The digital comparator (7) compares the preset reference value (fl signal frequency) (21) with the latched count value, and generates data (22) for correcting the drum rotation speed according to the difference. ) is transmitted to a digital adder (11), which is a component of the speed control servo loop.

The digital adder (11) receives rotational speed correction data (
22), the rotational speed deviation data (23) output from the F-V conversion circuit (16) is also input, these are added, and the PWM is sent to the next stage low-pass filter (12).
Output. The low-pass filter (12) smoothes the PWM signal (24) and converts it into an analog signal (25), and by this signal (25), the first M D
A (13a) to drive the drum motor (14).

With the above operation, the f reproduced by the rotating head (2)
The rotational speed of the drum is controlled so that the l signal frequency always remains at a predetermined frequency, and the relative speed between the rotating head and the tape is kept constant.

In this way, the rotation speed of the drum is controlled so that the relative speed between the rotating head and the tape is constant for any given tape running speed, but the signal recorded on the tape (1) In order to read accurately, a limit must also be placed on the running speed of the tape.

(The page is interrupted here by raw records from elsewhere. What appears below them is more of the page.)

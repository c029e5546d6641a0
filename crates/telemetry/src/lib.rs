//! Tracing and in-process metrics for the invoice builder.

pub mod metrics;
pub mod tracing_setup;

pub use metrics::*;
pub use tracing_setup::*;
//! Tracing setup for structured logging.
//!
//! Logs always go to stderr: stdout carries the rendered invoice.

use tracing_subscriber::{
    fmt::{self, format::FmtSpan},
    layer::SubscriberExt,
    util::SubscriberInitExt,
    EnvFilter,
};

/// Tracing configuration.
#[derive(Debug, Clone, PartialEq, Eq)]
pub struct TracingConfig {
    /// Filter directives used when `RUST_LOG` is unset (e.g. "warn",
    /// "worker=debug")
    pub filter: String,
    /// JSON lines instead of human-readable output
    pub json: bool,
    /// Log span open/close events
    pub span_events: bool,
    /// Print thread names (producer vs enrichment workers)
    pub thread_names: bool,
}

impl Default for TracingConfig {
    fn default() -> Self {
        Self {
            filter: "warn".to_string(),
            json: false,
            span_events: false,
            thread_names: true,
        }
    }
}

impl TracingConfig {
    pub fn new() -> Self {
        Self::default()
    }

    pub fn with_filter(mut self, filter: impl Into<String>) -> Self {
        self.filter = filter.into();
        self
    }

    pub fn with_json(mut self, json: bool) -> Self {
        self.json = json;
        self
    }

    pub fn with_span_events(mut self, span_events: bool) -> Self {
        self.span_events = span_events;
        self
    }

    pub fn with_thread_names(mut self, thread_names: bool) -> Self {
        self.thread_names = thread_names;
        self
    }

    /// Reads `LOG_JSON` (`1` or `true`). `debug` lowers the default filter
    /// from `warn` to `debug`.
    pub fn from_env(debug: bool) -> Self {
        let json = std::env::var("LOG_JSON")
            .map(|v| v == "1" || v.eq_ignore_ascii_case("true"))
            .unwrap_or(false);

        Self::new()
            .with_filter(if debug { "debug" } else { "warn" })
            .with_json(json)
    }

    fn env_filter(&self) -> EnvFilter {
        EnvFilter::try_from_default_env()
            .or_else(|_| EnvFilter::try_new(&self.filter))
            .unwrap_or_else(|_| EnvFilter::new("warn"))
    }
}

/// Installs the global subscriber.
///
/// Returns `false` when a subscriber was already installed, which happens
/// when tests initialize tracing more than once.
pub fn init_tracing(config: TracingConfig) -> bool {
    let span_events = if config.span_events {
        FmtSpan::NEW | FmtSpan::CLOSE
    } else {
        FmtSpan::NONE
    };

    let json_layer = config.json.then(|| {
        fmt::layer()
            .json()
            .with_writer(std::io::stderr)
            .with_span_events(span_events.clone())
            .with_thread_names(config.thread_names)
            .with_file(true)
            .with_line_number(true)
    });

    let text_layer = (!config.json).then(|| {
        fmt::layer()
            .with_writer(std::io::stderr)
            .with_span_events(span_events)
            .with_thread_names(config.thread_names)
    });

    let installed = tracing_subscriber::registry()
        .with(config.env_filter())
        .with(json_layer)
        .with(text_layer)
        .try_init()
        .is_ok();

    if installed {
        tracing::debug!(filter = %config.filter, json = config.json, "Tracing initialized");
    }
    installed
}

/// Initialize tracing from environment variables.
pub fn init_tracing_from_env(debug: bool) -> bool {
    init_tracing(TracingConfig::from_env(debug))
}
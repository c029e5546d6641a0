//! Session pricing.
//!
//! Level 1 = 30, level 2 = 35, level 3 = 40. Self-funded students pay half
//! except for presentations. A no-show is billed half, and any session that
//! is neither completed nor a no-show is free.

use crate::student::FinancedStatus;

/// Price of a level 0 session.
pub const BASE_PRICE: f64 = 25.0;

/// Price increment per project level.
pub const LEVEL_STEP: f64 = 5.0;

pub(crate) const ABSENT_MARKER: &str = "absent";
pub(crate) const COMPLETED_MARKER: &str = "completed";
pub(crate) const PENDING_MARKER: &str = "pending";

pub(crate) fn status_matches(status: &str, marker: &str) -> bool {
    status.to_lowercase().contains(marker)
}

/// Computes the price of a session in euros.
///
/// `Unknown` financing is billed like self-funded.
pub fn session_price(
    level: u8,
    financed: FinancedStatus,
    is_presentation: bool,
    status: &str,
) -> f64 {
    let mut price = BASE_PRICE + LEVEL_STEP * f64::from(level);

    if financed != FinancedStatus::Financed && !is_presentation {
        price /= 2.0;
    }

    if status_matches(status, ABSENT_MARKER) {
        price /= 2.0;
    } else if !status_matches(status, COMPLETED_MARKER) {
        price = 0.0;
    }

    price
}
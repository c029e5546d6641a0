//! Mentoring invoice builder.
//!
//! Builds the monthly invoice of a mentor:
//! - Session feed ingestion for the billing month
//! - Financing status lookup for every student seen
//! - Pricing and a text or HTML billing report

mod render;

use std::path::PathBuf;
use std::sync::Arc;
use std::time::Instant;

use anyhow::{Context, Result};
use chrono::{Datelike, Utc};
use clap::Parser;
use tokio::signal;
use tokio_util::sync::CancellationToken;
use tracing::{info, warn};

use invoice_core::{Invoice, StudentRegistry};
use platform_client::{Connector, Credentials, HttpProfileSource, HttpSessionFeed, PlatformConfig};
use telemetry::{init_tracing_from_env, metrics};
use worker::{BillingWindow, EnrichmentConfig, EnrichmentWorker, IngestionPipeline, PipelineConfig};

/// Creates a mentoring invoice.
#[derive(Debug, Parser)]
#[command(name = "mentor-invoice", version, about)]
struct Args {
    /// Month number (1-12), defaults to the current month
    #[arg(value_parser = clap::value_parser!(u32).range(1..=12))]
    month: Option<u32>,

    /// Print a plain text report instead of HTML
    #[arg(long)]
    text: bool,

    /// Verbose logging
    #[arg(long)]
    debug: bool,

    /// Concurrent profile lookups
    #[arg(long, env = "INVOICE_WORKERS")]
    workers: Option<usize>,
}

/// Application configuration.
#[derive(Debug, Clone, serde::Serialize, serde::Deserialize)]
struct Config {
    #[serde(default)]
    platform: PlatformConfig,

    #[serde(default)]
    pipeline: PipelineConfig,

    #[serde(default)]
    enrichment: EnrichmentConfig,

    /// Keep known students between runs
    #[serde(default = "default_persistent_students")]
    persistent_students: bool,

    #[serde(default = "default_students_path")]
    students_path: PathBuf,
}

fn default_persistent_students() -> bool {
    true
}

fn default_students_path() -> PathBuf {
    PathBuf::from("students.json")
}

impl Default for Config {
    fn default() -> Self {
        Self {
            platform: PlatformConfig::default(),
            pipeline: PipelineConfig::default(),
            enrichment: EnrichmentConfig::default(),
            persistent_students: default_persistent_students(),
            students_path: default_students_path(),
        }
    }
}

#[tokio::main]
async fn main() {
    dotenvy::dotenv().ok();

    let args = Args::parse();
    init_tracing_from_env(args.debug);

    if let Err(e) = run(args).await {
        eprintln!("An error occurred: {e:#}");
        std::process::exit(1);
    }
}

async fn run(args: Args) -> Result<()> {
    info!("Starting mentor-invoice v{}", env!("CARGO_PKG_VERSION"));

    let mut config = load_config()?;
    if let Some(workers) = args.workers {
        config.pipeline.workers = workers;
    }

    let today = Utc::now();
    let month = args.month.unwrap_or_else(|| today.month());
    let window = BillingWindow::for_month(today.year(), month)?;

    let started = Instant::now();

    let connector = Arc::new(
        Connector::connect(config.platform.clone(), Credentials::from_env())
            .await
            .context("Failed to connect to the platform")?,
    );

    let registry = if config.persistent_students {
        StudentRegistry::persistent(&config.students_path)
            .context("Failed to load the student snapshot")?
    } else {
        StudentRegistry::new()
    };

    let pipeline = IngestionPipeline::with_config(
        Arc::new(HttpSessionFeed::new(connector.clone())),
        Arc::new(HttpProfileSource::new(connector)),
        config.pipeline.clone(),
    )
    .with_enrichment(EnrichmentWorker::with_config(config.enrichment.clone())?);

    let cancel = pipeline.cancellation_token();
    let shutdown = tokio::spawn(cancel_on_shutdown(cancel.clone()));

    let outcome = pipeline.run(window, registry).await;
    shutdown.abort();
    let outcome = outcome.context("Failed to collect sessions")?;

    let invoice = Invoice::build(&outcome.aggregate, started.elapsed())
        .with_context(|| format!("No session found for {}-{:02}", window.year(), month))?;

    let report = if args.text {
        render::render_text(&invoice)
    } else {
        render::render_html(&invoice)
    };
    println!("{report}");

    let snapshot = metrics().snapshot();
    info!(metrics = ?snapshot, "Run metrics");

    Ok(())
}

/// Load configuration from files and environment.
fn load_config() -> Result<Config> {
    let config = config::Config::builder()
        .add_source(config::Config::try_from(&Config::default())?)
        .add_source(
            config::File::with_name("config/default")
                .required(false)
                .format(config::FileFormat::Toml),
        )
        .add_source(
            config::Environment::default()
                .separator("__")
                .prefix("INVOICE")
                .try_parsing(true),
        )
        .build()
        .context("Failed to build configuration")?;

    let config: Config = config
        .try_deserialize()
        .context("Failed to deserialize configuration")?;

    config.platform.validate()?;
    Ok(config)
}

/// Cancels the run on Ctrl+C or SIGTERM.
async fn cancel_on_shutdown(cancel: CancellationToken) {
    let ctrl_c = async {
        if let Err(e) = signal::ctrl_c().await {
            warn!(error = %e, "Failed to install Ctrl+C handler");
            std::future::pending::<()>().await;
        }
    };

    #[cfg(unix)]
    let terminate = async {
        match signal::unix::signal(signal::unix::SignalKind::terminate()) {
            Ok(mut sigterm) => {
                sigterm.recv().await;
            }
            Err(e) => {
                warn!(error = %e, "Failed to install signal handler");
                std::future::pending::<()>().await;
            }
        }
    };

    #[cfg(not(unix))]
    let terminate = std::future::pending::<()>();

    tokio::select! {
        _ = ctrl_c => {
            info!("Received Ctrl+C signal");
        }
        _ = terminate => {
            info!("Received terminate signal");
        }
    }

    cancel.cancel();
}
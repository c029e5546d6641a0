//! Workers for the invoice builder.
//!
//! - Pipeline (session feed → aggregate, with a producer task and a bounded
//!   enrichment pool)
//! - Enrichment (financing status lookup on student profile pages)

pub mod enrichment;
pub mod pipeline;

pub use enrichment::{EnrichmentConfig, EnrichmentWorker};
pub use pipeline::*;
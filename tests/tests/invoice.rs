//! Invoice projection over a full pipeline run.

use integration_tests::{
    fixtures,
    mocks::{MockFeed, MockProfiles},
    setup::TestContext,
};
use invoice_core::{Error, Invoice};
use std::time::Duration;

#[tokio::test]
async fn test_june_invoice() {
    let ctx = TestContext::new(
        MockFeed::new(fixtures::june_history()).with_page_size(4),
        MockProfiles::new().auto_financed(2),
    );
    let outcome = ctx.run_june().await.unwrap();

    let invoice = Invoice::build(&outcome.aggregate, Duration::from_secs(3)).unwrap();
    assert_eq!(invoice.year, 2021);
    assert_eq!(invoice.month, 6);

    let subtotal = |label: &str| {
        invoice
            .buckets
            .iter()
            .find(|b| b.label == label)
            .map(|b| b.subtotal())
            .unwrap_or_else(|| panic!("missing bucket {label}"))
    };

    // Alice is financed: full price, absences halved
    assert_eq!(subtotal("LEVEL 1 / F"), 60.0);
    assert_eq!(subtotal("LEVEL 1 / F noshow"), 15.0);
    // Bob pays for himself: half price, except for his presentation
    assert_eq!(subtotal("LEVEL 2 / AutoF"), 35.0);
    assert_eq!(subtotal("PRESENTATIONS LEVEL 3"), 40.0);
    assert_eq!(subtotal("LEVEL 3 / F"), 0.0);

    assert_eq!(invoice.total(), 150.0);
    assert_eq!(invoice.session_count(), 6);

    let auto_financed: Vec<_> = invoice
        .auto_financed_students
        .iter()
        .map(|s| s.name().to_string())
        .collect();
    assert_eq!(auto_financed, vec!["Bob Durand"]);

    // Chloe's session is not filled in yet
    assert_eq!(invoice.to_complete.len(), 1);
    assert_eq!(invoice.to_complete[0].student().name(), "Chloe Petit");
    assert_eq!(invoice.no_charge.len(), 1);
}

#[tokio::test]
async fn test_invoice_total_matches_aggregate() {
    let ctx = TestContext::new(
        MockFeed::new(fixtures::june_history()),
        MockProfiles::new().auto_financed(1).auto_financed(3),
    );
    let outcome = ctx.run_june().await.unwrap();

    let invoice = Invoice::build(&outcome.aggregate, Duration::ZERO).unwrap();
    assert_eq!(invoice.total(), outcome.aggregate.total());
}

#[tokio::test]
async fn test_empty_month_has_no_invoice() {
    let ctx = TestContext::new(
        MockFeed::new(vec![fixtures::session(
            1,
            "2021-05-12T10:00:00+0000",
            1,
            "Alice Martin",
        )]),
        MockProfiles::new(),
    );
    let outcome = ctx.run_june().await.unwrap();

    assert!(outcome.aggregate.is_empty());
    assert!(matches!(
        Invoice::build(&outcome.aggregate, Duration::ZERO),
        Err(Error::EmptyAggregate)
    ));
}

High-speed playback is normally performed for the purpose of searching for the beginning of a PCM music signal recorded on a tape, and the information necessary for the search, such as information indicating the beginning of a song and time information, is stored in the track formats 5UBI and 5UB2 shown in Figure 2. is recorded in the subcode recording area.

The block format of the signal recorded in this subcode recording area is as shown in Figure 4, where the subcode information section (27) contains information indicating the beginning of the song, and the a data section (28) indicates the time. Information etc. are recorded. A synchronization signal (2B) is added to the beginning of the block, and information in other parts can be read only after this synchronization signal (26) is detected.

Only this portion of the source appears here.